Helping to build up our cerebrovascular program has definitely been a joy of mine. When I started at UNM in the summer of 2014, we were far from a comprehensive stroke center. Although we were the only referral center in the state of New Mexico for aneurysmal SAH, on the ischemic stroke side, we were severely understaffed. We had a single over-stretched cerebrovascular neurologist and a stroke educator who was also our data abstractor and stroke coordinator. Real-time evaluations and treatments were also slow with consultations for ischemic stroke were handled the same as all neurology consultations in the emergency department (ED), with initial evaluation by the emergency physician, followed by a non-contrast CT, followed by a consult page to the neurology resident who for the most part staffed these consults with a general neurologist, neurophysiologists or movement disorder neurologists.

The ED and radiology had never heard of direct door-to-CT. MRI techs had never done an emergent MRI before. We had no institutional protocols on how to implement emergent and expedited evaluation for LVOs.

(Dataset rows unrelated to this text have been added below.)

use serde::{Deserialize, Serialize};

#[derive(Debug, Clone, Default, Serialize, Deserialize)]
pub struct Config {
    #[serde(default)]
    pub server: ServerConfig,
    #[serde(default)]
    pub inference: InferenceConfig,
}

#[derive(Debug, Clone, Serialize, Deserialize)]
pub struct ServerConfig {
    #[serde(default = "default_host")]
    pub host: String,
    #[serde(default = "default_port")]
    pub port: u16,
    #[serde(default)]
    pub logs: LogsConfig,
}

#[derive(Debug, Clone, Serialize, Deserialize)]
pub struct LogsConfig {
    #[serde(default = "default_log_level")]
    pub level: String,
}

#[derive(Debug, Clone, Serialize, Deserialize)]
pub struct InferenceConfig {
    #[serde(default = "default_api_base")]
    pub api_base: String,
    #[serde(default)]
    pub token: Option<String>,
    #[serde(default = "default_model")]
    pub model: String,
    /// Upper bound for one upstream call. `None` waits forever.
    #[serde(default)]
    pub timeout_secs: Option<u64>,
}

impl InferenceConfig {
    /// The configured credential, treating an empty string as absent.
    pub fn token(&self) -> Option<&str> {
        self.token.as_deref().filter(|t| !t.is_empty())
    }
}

impl Default for ServerConfig {
    fn default() -> Self {
        Self {
            host: default_host(),
            port: default_port(),
            logs: LogsConfig::default(),
        }
    }
}

impl Default for LogsConfig {
    fn default() -> Self {
        Self {
            level: default_log_level(),
        }
    }
}

impl Default for InferenceConfig {
    fn default() -> Self {
        Self {
            api_base: default_api_base(),
            token: None,
            model: default_model(),
            timeout_secs: None,
        }
    }
}

fn default_host() -> String {
    "0.0.0.0".to_string()
}

fn default_port() -> u16 {
    8080
}

fn default_log_level() -> String {
    "info".to_string()
}

fn default_api_base() -> String {
    "https://api-inference.huggingface.co".to_string()
}

fn default_model() -> String {
    "Claude 3.5 Haiku".to_string()
}
use serde::{Deserialize, Serialize};

#[derive(Debug, Serialize, Deserialize)]
pub struct HealthResponse {
    pub status: String,
}

impl HealthResponse {
    pub fn ok() -> Self {
        Self {
            status: "ok".to_string(),
        }
    }
}

#[derive(Debug, Serialize, Deserialize)]
pub struct ErrorResponse {
    pub error: String,
}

With my fellowship training in neurocritical care, as well as residency training in emergency medicine, and being a part of both departments (neurological surgery and emergency medicine), my contribution was in helping create the stroke-alert process. This process included direct door-to-CT by each ambulance crew with suspected stroke patients, pre-hospital activation of emergent neurology consultation, simultaneous (rather than serial) evaluation by emergency medicine and neurology starting at the ambulance entrance, as well as systematic evaluation for large-vessel occlusion strokes.

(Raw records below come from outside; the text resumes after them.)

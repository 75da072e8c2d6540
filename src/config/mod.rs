mod types;

pub use types::*;

use crate::{Error, Result};
use std::{env, path::Path};
use tracing::debug;

const DEFAULT_CONFIG_PATH: &str = "config.yaml";

pub async fn load() -> Result<Config> {
    let mut config = match env::var("CONFIG_PATH") {
        Ok(path) => load_from_file(&path).await?,
        Err(_) if Path::new(DEFAULT_CONFIG_PATH).exists() => {
            load_from_file(DEFAULT_CONFIG_PATH).await?
        }
        Err(_) => {
            debug!("No configuration file found, using defaults");
            Config::default()
        }
    };

    config.apply_overrides(|key| env::var(key).ok())?;

    Ok(config)
}

pub async fn load_from_file(path: &str) -> Result<Config> {
    debug!("Loading configuration from: {}", path);

    let config_str = tokio::fs::read_to_string(path).await?;
    let config: Config = serde_yaml::from_str(&config_str)?;

    Ok(config)
}

impl Config {
    /// Applies `PORT`, `HOST`, `HF_TOKEN`, `HF_MODEL`, `HF_API_BASE`,
    /// `HF_TIMEOUT_SECS` and `LOG_LEVEL` on top of the current values.
    pub fn apply_overrides<F>(&mut self, lookup: F) -> Result<()>
    where
        F: Fn(&str) -> Option<String>,
    {
        if let Some(port) = lookup("PORT") {
            self.server.port = port
                .trim()
                .parse()
                .map_err(|_| Error::config(format!("Invalid PORT: '{}'", port)))?;
        }
        if let Some(host) = lookup("HOST") {
            self.server.host = host;
        }
        if let Some(level) = lookup("LOG_LEVEL") {
            self.server.logs.level = level;
        }
        if let Some(token) = lookup("HF_TOKEN") {
            self.inference.token = Some(token).filter(|t| !t.is_empty());
        }
        if let Some(model) = lookup("HF_MODEL") {
            self.inference.model = model;
        }
        if let Some(api_base) = lookup("HF_API_BASE") {
            self.inference.api_base = api_base;
        }
        if let Some(secs) = lookup("HF_TIMEOUT_SECS") {
            let parsed: u64 = secs
                .trim()
                .parse::<u64>()
                .ok()
                .filter(|s| *s > 0)
                .ok_or_else(|| Error::config(format!("Invalid HF_TIMEOUT_SECS: '{}'", secs)))?;
            self.inference.timeout_secs = Some(parsed);
        }

        Ok(())
    }
}
use crate::contracts::{chain_id_from_node, middleware_error};
use crate::error::BoxError;
use crate::provider::{FeeData, FeeOracle};
use anyhow::{anyhow, bail, Context, Result};
use async_trait::async_trait;
use ethers::providers::Middleware;
use ethers::types::U256;
use serde_json::Value;
use std::collections::HashMap;
use std::sync::Arc;

/// Applies a basis-point multiplier (10_000 = 1.0x) to both fee fields.
pub fn apply_multiplier(fees: FeeData, bps: u64) -> FeeData {
    let bps = U256::from(bps.max(1));
    let scale = |v: U256| v.saturating_mul(bps) / U256::from(10_000u64);
    FeeData {
        max_fee_per_gas: scale(fees.max_fee_per_gas),
        max_priority_fee_per_gas: scale(fees.max_priority_fee_per_gas),
    }
}

/// EIP-1559 fees from the node the builder already talks to.
#[derive(Debug, Clone)]
pub struct ProviderFeeOracle<M> {
    client: Arc<M>,
    multiplier_bps: u64,
}

impl<M> ProviderFeeOracle<M> {
    pub fn new(client: Arc<M>, multiplier_bps: u64) -> Self {
        Self {
            client,
            multiplier_bps,
        }
    }
}

#[async_trait]
impl<M: Middleware + 'static> FeeOracle for ProviderFeeOracle<M> {
    async fn fee_data(&self, chain_id: u64) -> Result<FeeData, BoxError> {
        let connected =
            chain_id_from_node(self.client.get_chainid().await.map_err(middleware_error)?)?;
        if connected != chain_id {
            return Err(format!(
                "fee oracle is connected to chain {connected}, fees requested for chain {chain_id}"
            )
            .into());
        }

        let (max_fee_per_gas, max_priority_fee_per_gas) = self
            .client
            .estimate_eip1559_fees(None)
            .await
            .map_err(middleware_error)?;

        let fees = apply_multiplier(
            FeeData {
                max_fee_per_gas,
                max_priority_fee_per_gas,
            },
            self.multiplier_bps,
        );
        if self.multiplier_bps != 10_000 {
            tracing::debug!(
                bps = self.multiplier_bps,
                max_fee_per_gas = %fees.max_fee_per_gas,
                max_priority_fee_per_gas = %fees.max_priority_fee_per_gas,
                "gas multiplier applied"
            );
        }
        Ok(fees)
    }
}

/// Which tier of a gas-station response to use.
#[derive(Clone, Copy, Debug, Default, PartialEq, Eq)]
pub enum GasSpeed {
    SafeLow,
    #[default]
    Standard,
    Fast,
}

impl GasSpeed {
    fn key(self) -> &'static str {
        match self {
            GasSpeed::SafeLow => "safeLow",
            GasSpeed::Standard => "standard",
            GasSpeed::Fast => "fast",
        }
    }
}

/// Fee data from an HTTP gas station (Polygon gas station v2 response shape),
/// keyed by chain id.
///
/// Response example:
///   { "safeLow": { "maxPriorityFee": 30.0, "maxFee": 30.1 }, "standard": { ... }, "fast": { ... } }
/// Values are in gwei.
#[derive(Debug, Clone)]
pub struct GasStationClient {
    urls: HashMap<u64, String>,
    speed: GasSpeed,
    multiplier_bps: u64,
    http: reqwest::Client,
}

impl GasStationClient {
    pub fn new(urls: HashMap<u64, String>) -> Self {
        Self {
            urls,
            speed: GasSpeed::default(),
            multiplier_bps: 10_000,
            http: reqwest::Client::new(),
        }
    }

    pub fn with_speed(mut self, speed: GasSpeed) -> Self {
        self.speed = speed;
        self
    }

    pub fn with_multiplier_bps(mut self, bps: u64) -> Self {
        self.multiplier_bps = bps;
        self
    }

    async fn fetch(&self, chain_id: u64) -> Result<FeeData> {
        let url = self
            .urls
            .get(&chain_id)
            .ok_or_else(|| anyhow!("no gas station configured for chain {chain_id}"))?;

        let resp = self
            .http
            .get(url)
            .send()
            .await
            .with_context(|| format!("GET {} failed", url))?;

        let status = resp.status();
        let body: Value = resp.json().await.context("failed to decode JSON")?;

        if !status.is_success() {
            return Err(anyhow!("HTTP {}: {}", status, body));
        }

        let fees = parse_gas_station_response(&body, self.speed)?;
        Ok(apply_multiplier(fees, self.multiplier_bps))
    }
}

#[async_trait]
impl FeeOracle for GasStationClient {
    async fn fee_data(&self, chain_id: u64) -> Result<FeeData, BoxError> {
        Ok(self.fetch(chain_id).await?)
    }
}

fn parse_gas_station_response(body: &Value, speed: GasSpeed) -> Result<FeeData> {
    let tier = body
        .get(speed.key())
        .ok_or_else(|| anyhow!("missing {} tier in gas station response", speed.key()))?;

    let max_fee_per_gas = gwei_field(tier, "maxFee")?;
    let max_priority_fee_per_gas = gwei_field(tier, "maxPriorityFee")?;

    if max_priority_fee_per_gas > max_fee_per_gas {
        tracing::warn!(
            %max_fee_per_gas,
            %max_priority_fee_per_gas,
            "gas station priority fee exceeds max fee"
        );
    }

    Ok(FeeData {
        max_fee_per_gas,
        max_priority_fee_per_gas,
    })
}

fn gwei_field(tier: &Value, key: &str) -> Result<U256> {
    let gwei = tier
        .get(key)
        .and_then(|v| v.as_f64())
        .ok_or_else(|| anyhow!("missing or invalid field {key}"))?;
    if !gwei.is_finite() || gwei < 0.0 {
        bail!("invalid {key}: {gwei}");
    }
    let wei = ethers::utils::parse_units(format!("{:.9}", gwei), "gwei")
        .with_context(|| format!("invalid {key}: {gwei}"))?;
    Ok(wei.into())
}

To make this happen, we had many multidisciplinary meetings. We did extensive education to all stakeholders (faculty and staff and residents in emergency medicine, neurology, neurosurgery, radiology, EMS, nursing) and convinced them to activate stroke alerts beyond three hours after onset, trust EMSs vital signs, forget old wives tales of contrast induced nephropathy, changed culture of a series approach to stroke care to a more parallel one, where nurses, techs, pharmacists, emergency medicine physicians and neurologists literally work shoulder to shoulder to diagnose and treat acute strokes as quickly as possible. And sure enough, our time-to-treatment numbers drastically improved. In addition, we created standardized thrombectomy criteria, streamlining the process of activating the neuro-interventional team.

I used to think that I was instrumental in keeping this process afloat, but as we have built up the program, added more expertise and experience, I see that I helped build something that no longer requires my daily diligence. I used to show up to every stroke alert that came into the ED, regardless of where I was in the hospital, what clinical shift I was on or if I was in my office doing non-clinical work. I have steadily decreased this over time, all the while our times to alteplase and times to thrombectomy have continued to improve. As I reflect on all the work that that our team has put into this, I know none of us could have done this alone, and that we are truly stronger together.